Population Pharmacokinetic Modeling of Oxcarbazepine and Its Active Metabolite 10-Monohydroxy Derivative to Inform Dosing in Children with Obesity
11/2025
Journal Article
Authors:
Sinha, J.;
Zimmerman, K.;
Balevic, S. J.;
Hornik, C. ;
Muller, W. J. ;
Rathore, M.;
Meyer, M.;
Finkelstein, Y. ;
l-Uzri, A.;
Lakhotia, A.;
Goldstein, S.;
Chen, J. Y.;
Anand, R.;
Gonzalez, D.;
Best Pharmaceuticals for Children Act-Pediatric Trials Network Steering Committee
Journal:
Clin Pharmacokinet
PMID:
41247430
URL:
https://www.ncbi.nlm.nih.gov/pubmed/41247430
DOI:
10.1007/s40262-025-01579-0
Keywords:
Oxcarbazepine (OXZ) antiepileptic drug metabolites Children Obesity
Abstract:
BACKGROUND: Oxcarbazepine (OXZ) is an antiepileptic drug whose pharmacological effect is primarily mediated by its active metabolite, 10-monohydroxy derivative (MHD).
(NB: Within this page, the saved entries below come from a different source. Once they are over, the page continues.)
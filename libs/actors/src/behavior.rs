//! Actor behaviors and handler tables
//!
//! One concrete runtime drives every actor; what an actor *does* is a
//! [`Behavior`]: its state, the handlers it registers for message kinds and
//! two lifecycle hooks. Handlers borrow the behavior mutably for the duration
//! of one message, so behavior state never needs locking.

use crate::context::ActorContext;
use crate::error::Result;
use crate::message::{Message, MessageKind, Payload};
use async_trait::async_trait;
use futures::future::BoxFuture;
use std::collections::HashMap;
use std::fmt;
use std::sync::Arc;
use tracing::debug;

/// Future returned by a message handler
pub type HandlerFuture<'a> = BoxFuture<'a, Result<Payload>>;

/// Type-erased handler for behavior `B`
pub type HandlerFn<B> =
    dyn for<'a> Fn(&'a mut B, Message, &'a ActorContext) -> HandlerFuture<'a> + Send + Sync;

/// State and hooks of one actor
///
/// ```rust,ignore
/// struct Counter { total: u64 }
///
/// impl Behavior for Counter {
///     fn register_handlers(&self, handlers: &mut HandlerTable<Self>) {
///         handlers.register(ADD, |counter, msg, _ctx| Box::pin(async move {
///             counter.total += *msg.payload_as::<u64>()?;
///             Ok(payload(counter.total))
///         }));
///     }
/// }
/// ```
#[async_trait]
pub trait Behavior: Send + Sized + 'static {
    /// Install the handlers this behavior always has
    fn register_handlers(&self, _handlers: &mut HandlerTable<Self>) {}

    /// Runs on the actor's domain before the first message
    ///
    /// An error here ends the actor without processing any message.
    async fn pre_start(&mut self, _ctx: &ActorContext) -> Result<()> {
        Ok(())
    }

    /// Runs on the actor's domain after the dispatch loop exits
    async fn post_stop(&mut self, _ctx: &ActorContext) {}
}

/// Stateless behavior for actors configured purely through handlers
#[async_trait]
impl Behavior for () {}

/// Message-kind → handler map; last registration wins
pub struct HandlerTable<B> {
    handlers: HashMap<MessageKind, Arc<HandlerFn<B>>>,
}

impl<B: Behavior> HandlerTable<B> {
    pub fn new() -> Self {
        Self {
            handlers: HashMap::new(),
        }
    }

    /// Associate `handler` with `kind`, replacing any previous handler
    pub fn register<F>(&mut self, kind: MessageKind, handler: F) -> &mut Self
    where
        F: for<'a> Fn(&'a mut B, Message, &'a ActorContext) -> HandlerFuture<'a>
            + Send
            + Sync
            + 'static,
    {
        self.insert(HandlerEntry::new(kind, handler));
        self
    }

    pub fn contains(&self, kind: MessageKind) -> bool {
        self.handlers.contains_key(&kind)
    }

    pub fn len(&self) -> usize {
        self.handlers.len()
    }

    pub fn is_empty(&self) -> bool {
        self.handlers.is_empty()
    }

    /// Registered kinds, sorted by name
    pub fn kinds(&self) -> Vec<MessageKind> {
        let mut kinds: Vec<_> = self.handlers.keys().copied().collect();
        kinds.sort();
        kinds
    }

    pub(crate) fn get(&self, kind: MessageKind) -> Option<&Arc<HandlerFn<B>>> {
        self.handlers.get(&kind)
    }

    pub(crate) fn insert(&mut self, entry: HandlerEntry<B>) {
        if self.handlers.insert(entry.kind, entry.handler).is_some() {
            debug!(kind = %entry.kind, "Handler replaced");
        }
    }

    /// Move every entry of `other` into `self`, overriding on conflict
    pub(crate) fn merge(&mut self, other: HandlerTable<B>) {
        for (kind, handler) in other.handlers {
            self.insert(HandlerEntry { kind, handler });
        }
    }
}

impl<B: Behavior> Default for HandlerTable<B> {
    fn default() -> Self {
        Self::new()
    }
}

impl<B> fmt::Debug for HandlerTable<B> {
    fn fmt(&self, f: &mut fmt::Formatter<'_>) -> fmt::Result {
        f.debug_set().entries(self.handlers.keys()).finish()
    }
}

/// One registration in flight to a running actor
pub(crate) struct HandlerEntry<B> {
    pub(crate) kind: MessageKind,
    pub(crate) handler: Arc<HandlerFn<B>>,
}

impl<B: Behavior> HandlerEntry<B> {
    pub(crate) fn new<F>(kind: MessageKind, handler: F) -> Self
    where
        F: for<'a> Fn(&'a mut B, Message, &'a ActorContext) -> HandlerFuture<'a>
            + Send
            + Sync
            + 'static,
    {
        Self {
            kind,
            handler: Arc::new(handler),
        }
    }
}
async fn dispatch<B: Behavior>(
    behavior: &mut B,
    handlers: &HandlerTable<B>,
    mut msg: Message,
    ctx: &ActorContext,
    metrics: &SystemMetrics,
) {
    let kind = msg.kind();
    let reply = msg.take_reply();
    let start = Instant::now();

    let outcome = match handlers.get(kind) {
        Some(handler) => AssertUnwindSafe(handler(behavior, msg, ctx))
            .catch_unwind()
            .await
            .unwrap_or_else(|panic| {
                Err(ActorError::handler(format!(
                    "handler for '{}' panicked: {}",
                    kind,
                    panic_message(&*panic)
                )))
            }),
        None => {
            metrics.record_unhandled();
            Err(ActorError::handler_not_found(ctx.name(), kind))
        }
    };

    let processing_duration = start.elapsed();
    metrics.record_message_handled(processing_duration);

    match (outcome, reply) {
        (Ok(value), Some(slot)) => {
            slot.settle(Ok(value));
        }
        (Ok(_), None) => {}
        (Err(e), Some(slot)) => {
            metrics.record_handler_failure();
            debug!(actor = %ctx.name(), kind = %kind, error = %e, "Query rejected");
            slot.settle(Err(e));
        }
        (Err(e), None) => {
            metrics.record_handler_failure();
            warn!(
                actor = %ctx.name(),
                kind = %kind,
                error = %e,
                error_category = e.category(),
                processing_duration_ns = processing_duration.as_nanos() as u64,
                "Plain message failed, continuing"
            );
        }
    }
}

fn panic_message(panic: &(dyn Any + Send)) -> String {
    if let Some(message) = panic.downcast_ref::<&str>() {
        (*message).to_string()
    } else if let Some(message) = panic.downcast_ref::<String>() {
        message.clone()
    } else {
        "non-string panic payload".to_string()
    }
}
OXZ is approved for use in adults and children older than 2 years with an age- and body weight-tiered dosing recommendation, but dosing guidance for children with obesity is lacking. OBJECTIVE: This work aimed to assess the dosing requirements of OXZ in children with obesity to support label extension. METHODS: Two multicenter studies (NCT01431326 and NCT02993861) were conducted in patients receiving standard-of-care OXZ therapy. Participants >/= 2 years of age with a body mass index >/= 95th percentile were classified as obese. Plasma concentrations were measured by a validated liquid chromatography tandem mass spectrometry (LC-MS/MS) assay. Nonlinear mixed effects modeling was performed using NONMEM 7.4 to characterize the population pharmacokinetics of OXZ and MHD simultaneously. Simulations were performed to compare MHD systemic exposure in children >/= 2 years of age with and without obesity. RESULTS: One hundred study participants with a median (range) age of 9 years (44 days-20.90 years) contributed 425 plasma concentrations of OXZ (n = 212) and MHD (n = 213). Fifty-two percent of the participants had obesity. A one-compartment joint parent-metabolite model with linear input-output and bi-directional transformation between OXZ and MHD best characterized the pharmacokinetics. Body size was the only covariate affecting pharmacokinetics, and a fat-free mass-based metric termed pharmacokinetic weight (PKWT) best characterized that effect allometrically. Simulation results revealed that the current dosing regimen of OXZ can produce comparable exposure of MHD in children >/= 2 years of age with and without obesity. CONCLUSION: A model-informed analysis confirms that the current pediatric dosing regimen of OXZ applies to children in general, regardless of their obesity status.